**PROBLEM REQUIREMENTS**
Out of the listing below, copy every line that carries the string "BoxFuture".

*** MATERIAL TO PROCESS ***

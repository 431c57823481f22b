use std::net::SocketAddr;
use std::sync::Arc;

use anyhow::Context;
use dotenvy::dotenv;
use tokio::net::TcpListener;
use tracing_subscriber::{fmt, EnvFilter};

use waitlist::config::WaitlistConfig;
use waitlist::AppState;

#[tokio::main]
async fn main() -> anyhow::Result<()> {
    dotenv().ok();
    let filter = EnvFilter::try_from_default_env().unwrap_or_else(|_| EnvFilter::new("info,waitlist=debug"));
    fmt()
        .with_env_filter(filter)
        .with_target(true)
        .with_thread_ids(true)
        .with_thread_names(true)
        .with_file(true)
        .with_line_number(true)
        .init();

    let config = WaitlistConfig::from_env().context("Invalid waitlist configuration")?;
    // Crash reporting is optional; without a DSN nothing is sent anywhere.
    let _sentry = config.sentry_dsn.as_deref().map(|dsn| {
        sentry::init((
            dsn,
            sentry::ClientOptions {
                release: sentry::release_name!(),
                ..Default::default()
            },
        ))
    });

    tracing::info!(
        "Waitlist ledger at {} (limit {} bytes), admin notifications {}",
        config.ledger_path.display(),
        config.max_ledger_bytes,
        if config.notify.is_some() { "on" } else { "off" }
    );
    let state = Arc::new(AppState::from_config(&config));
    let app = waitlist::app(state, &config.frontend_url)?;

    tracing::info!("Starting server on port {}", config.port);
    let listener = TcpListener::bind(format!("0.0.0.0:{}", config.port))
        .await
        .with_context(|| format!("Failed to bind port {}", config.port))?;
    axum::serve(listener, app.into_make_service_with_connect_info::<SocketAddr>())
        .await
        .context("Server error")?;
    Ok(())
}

***
*** MATERIAL TO PROCESS ***

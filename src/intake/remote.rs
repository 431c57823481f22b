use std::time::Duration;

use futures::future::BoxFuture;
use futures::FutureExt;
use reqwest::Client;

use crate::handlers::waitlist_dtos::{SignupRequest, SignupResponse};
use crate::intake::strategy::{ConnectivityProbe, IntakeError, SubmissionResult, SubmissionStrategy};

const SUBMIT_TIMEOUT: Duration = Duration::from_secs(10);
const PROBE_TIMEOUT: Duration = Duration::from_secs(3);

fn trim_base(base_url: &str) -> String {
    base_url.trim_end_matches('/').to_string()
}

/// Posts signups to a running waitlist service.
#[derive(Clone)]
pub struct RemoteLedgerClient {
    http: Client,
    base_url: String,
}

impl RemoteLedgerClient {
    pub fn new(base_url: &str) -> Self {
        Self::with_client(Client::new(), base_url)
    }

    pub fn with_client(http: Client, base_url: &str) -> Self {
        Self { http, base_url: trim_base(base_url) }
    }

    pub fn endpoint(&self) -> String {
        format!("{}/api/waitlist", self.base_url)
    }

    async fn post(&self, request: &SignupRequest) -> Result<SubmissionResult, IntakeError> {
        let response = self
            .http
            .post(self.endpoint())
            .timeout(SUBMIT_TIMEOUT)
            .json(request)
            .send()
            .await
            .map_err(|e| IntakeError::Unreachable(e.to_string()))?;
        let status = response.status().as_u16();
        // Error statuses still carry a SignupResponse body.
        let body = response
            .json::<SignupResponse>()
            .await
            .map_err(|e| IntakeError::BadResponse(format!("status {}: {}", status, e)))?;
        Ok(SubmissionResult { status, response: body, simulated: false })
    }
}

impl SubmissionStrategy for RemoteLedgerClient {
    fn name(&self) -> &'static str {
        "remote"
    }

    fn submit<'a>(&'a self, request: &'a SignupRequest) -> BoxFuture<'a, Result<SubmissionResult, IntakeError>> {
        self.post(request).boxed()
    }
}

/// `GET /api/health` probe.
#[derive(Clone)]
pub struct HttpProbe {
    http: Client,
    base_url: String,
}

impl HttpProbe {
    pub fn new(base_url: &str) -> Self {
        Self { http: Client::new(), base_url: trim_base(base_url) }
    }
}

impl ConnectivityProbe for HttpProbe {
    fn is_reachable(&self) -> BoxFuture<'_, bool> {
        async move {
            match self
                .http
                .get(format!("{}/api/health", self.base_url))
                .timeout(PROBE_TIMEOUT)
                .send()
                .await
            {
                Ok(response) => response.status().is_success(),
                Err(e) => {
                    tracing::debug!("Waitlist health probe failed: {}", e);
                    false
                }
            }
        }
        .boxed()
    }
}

***
*** MATERIAL TO PROCESS ***

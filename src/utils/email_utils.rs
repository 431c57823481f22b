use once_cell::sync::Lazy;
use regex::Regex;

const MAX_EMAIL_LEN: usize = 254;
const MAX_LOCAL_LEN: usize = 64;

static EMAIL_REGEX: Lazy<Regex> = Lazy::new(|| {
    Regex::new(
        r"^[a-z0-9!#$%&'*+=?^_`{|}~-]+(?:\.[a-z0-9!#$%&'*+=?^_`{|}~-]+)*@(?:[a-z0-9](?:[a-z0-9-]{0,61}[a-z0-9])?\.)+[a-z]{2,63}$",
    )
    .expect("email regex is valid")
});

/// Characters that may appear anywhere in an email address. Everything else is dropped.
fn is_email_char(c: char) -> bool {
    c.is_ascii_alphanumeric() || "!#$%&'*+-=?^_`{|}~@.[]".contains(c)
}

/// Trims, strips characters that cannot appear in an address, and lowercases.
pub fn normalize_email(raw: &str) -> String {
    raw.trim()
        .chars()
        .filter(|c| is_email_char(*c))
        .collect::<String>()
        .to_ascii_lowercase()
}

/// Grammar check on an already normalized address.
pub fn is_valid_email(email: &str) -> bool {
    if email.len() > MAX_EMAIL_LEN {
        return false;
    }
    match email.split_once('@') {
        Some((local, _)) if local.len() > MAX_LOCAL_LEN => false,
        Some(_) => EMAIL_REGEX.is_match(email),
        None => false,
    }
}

***

**FINAL ANSWER**
use futures::future::BoxFuture;
    fn submit<'a>(&'a self, request: &'a SignupRequest) -> BoxFuture<'a, Result<SubmissionResult, IntakeError>> {
    fn is_reachable(&self) -> BoxFuture<'_, bool> {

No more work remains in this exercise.